2. Description of the Prior Art
One of the problems associated with many conventional packers is that of leakage due to high pressures within the well conduit being sealed. For example, in a typical hydraulic set packer, if the pressure within the well exceeds the effective hydraulic setting pressure, leakage past the packer seal may occur. There is need for a relatively simple and economical packer which will effectively seal against such leakage without the application of excessive internal setting pressure and, in particular, one in which the seal will be tightened in its set position upon the presence of well pressure differentials across the seal in either longitudinal direction.

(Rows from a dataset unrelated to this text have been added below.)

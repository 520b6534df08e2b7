//! Expression and statement resolvers.
//!
//! Each resolver extracts a canonical name from a node. Resolvers are the only
//! part of the classification layer allowed to fail, and they fail with a
//! located `TransformError` instead of a sentinel.

use crate::ast::{expr_kind, Expr, Identifier, LiteralValue, MemberExpr, Pattern, Stmt};
use crate::error::TransformError;
use crate::printer::print_expr;

/// Sentinel returned by `find_identifier_from_statement` when the statement
/// binds no plain identifier.
pub const RETURN_SLOT: &str = "__return";

/// Display name of an argument bound to an event handler.
///
/// | argument       | name                |
/// |----------------|---------------------|
/// | `this`         | `"this"`            |
/// | `null`         | `"null"`            |
/// | `"a.b"`        | `"a.b"`             |
/// | `foo`          | `"foo"`             |
/// | `a.b.c`        | `"a.b.c"` (printed) |
pub fn get_argument_name(arg: &Expr) -> Result<String, TransformError> {
    match arg {
        Expr::This(_) => Ok("this".to_string()),
        Expr::Literal(lit) => match &lit.value {
            LiteralValue::Null => Ok("null".to_string()),
            LiteralValue::String(s) => Ok(s.clone()),
            _ => Err(unsupported_bind_argument(arg)),
        },
        Expr::Identifier(id) => Ok(id.name.clone()),
        Expr::Member(_) => Ok(print_expr(arg)),
        _ => Err(unsupported_bind_argument(arg)),
    }
}

fn unsupported_bind_argument(arg: &Expr) -> TransformError {
    TransformError::UnsupportedBindArgument {
        kind: expr_kind(arg),
        location: arg.loc(),
    }
}

/// Root identifier of a member chain: `a` for `a.b.c` or `a[0].b`.
///
/// Chains rooted in anything else (`this`, a call, a parenthesized
/// expression) are rejected with `MemberChainRoot`.
pub fn find_first_identifier_from_member_expression(
    member: &MemberExpr,
) -> Result<&Identifier, TransformError> {
    let mut object = member.object.as_ref();
    loop {
        match object {
            Expr::Member(inner) => object = inner.object.as_ref(),
            Expr::Identifier(id) => return Ok(id),
            other => {
                return Err(TransformError::MemberChainRoot {
                    kind: expr_kind(other),
                    location: other.loc(),
                })
            }
        }
    }
}

/// Name of the first declarator bound to a plain identifier, or
/// [`RETURN_SLOT`].
pub fn find_identifier_from_statement(stmt: &Stmt) -> &str {
    if let Stmt::VarDecl(decl) = stmt {
        let bound = decl.declarations.iter().find_map(|d| match &d.id {
            Pattern::Identifier(id) => Some(id.name.as_str()),
            _ => None,
        });
        if let Some(name) = bound {
            return name;
        }
    }
    RETURN_SLOT
}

Another problem associated with the use of conventional packers is that the seal, being generally in an exposed and vulnerable position on the exterior of the tool, is subject to damage. For example, when the tool is being run into the well, it may be damaged by contact with internal obstructions or irregularities in the well conduit. Rapid lowering of the packer increases the likelihood of such damage and may also create a swabbing effect which can itself damage the seal and/or cause premature setting of the packer. Another occasion for seal damage may occur after the tool has been lowered into the desired position, but before it has been set, due to the abrading effects of sand and other material in the well fluid which may be circulated about the seal. Thus, in the past it has frequently been necessary to lower the packer into the well slowly to avoid such damage.
Another disadvantage of many conventional hydraulic set packers is that, in order to provide an adequate stroke for the piston of the seal actuator, the packer must be made relatively long and is consequently difficult and sometimes impossible to maneuver in tortuous well conduits. Attempts to shorten the overall packer length made at the expense of the size of the seal may result in reduced sealing effectiveness.
There is therefore a need for an improved packer, and in particular for a hydraulic set packer, which will alleviate these and other problems in conventional prior art tools.
SUMMARY OF THE INVENTION
The present invention addresses the above problems and provides a fluid pressure operated packer which includes means associated with the seal and responsive to well pressure differentials across the seal in either longitudinal direction to tighten the seal in its set position. This is accomplished through the provision of a fluid pressure reaction area adjacent one end of the seal which exceeds the transverse cross-sectional area of the other end of the seal in its unset position. Thus the packer will not leak even if the pressure on the high pressure side of the seal exceeds the effective setting pressure. Furthermore, the seal actuator defines primary and auxiliary piston areas which together exceed the transverse seal area in the unset position. This permits the use of an actual setting pressure less than the effective setting pressure.
The packer of the invention also includes a guard which overlies the seal in its unset position. Thus the packer may be lowered into the well conduit relatively rapidly, abrasive fluids may be circulated about the packer, etc. without damage to the seal. The seal and guard are selectively relatively longitudinally movable to at least partially expose the seal for movement to its set position. Preferably, the guard is formed by the cylinder for the piston of the seal actuator. Since the unset seal thus occupies part of the cylinder space, rather than resting thereabove (as in conventional hydraulic set packers) the total length of the tool is shortened without sacrificing sealing effectiveness.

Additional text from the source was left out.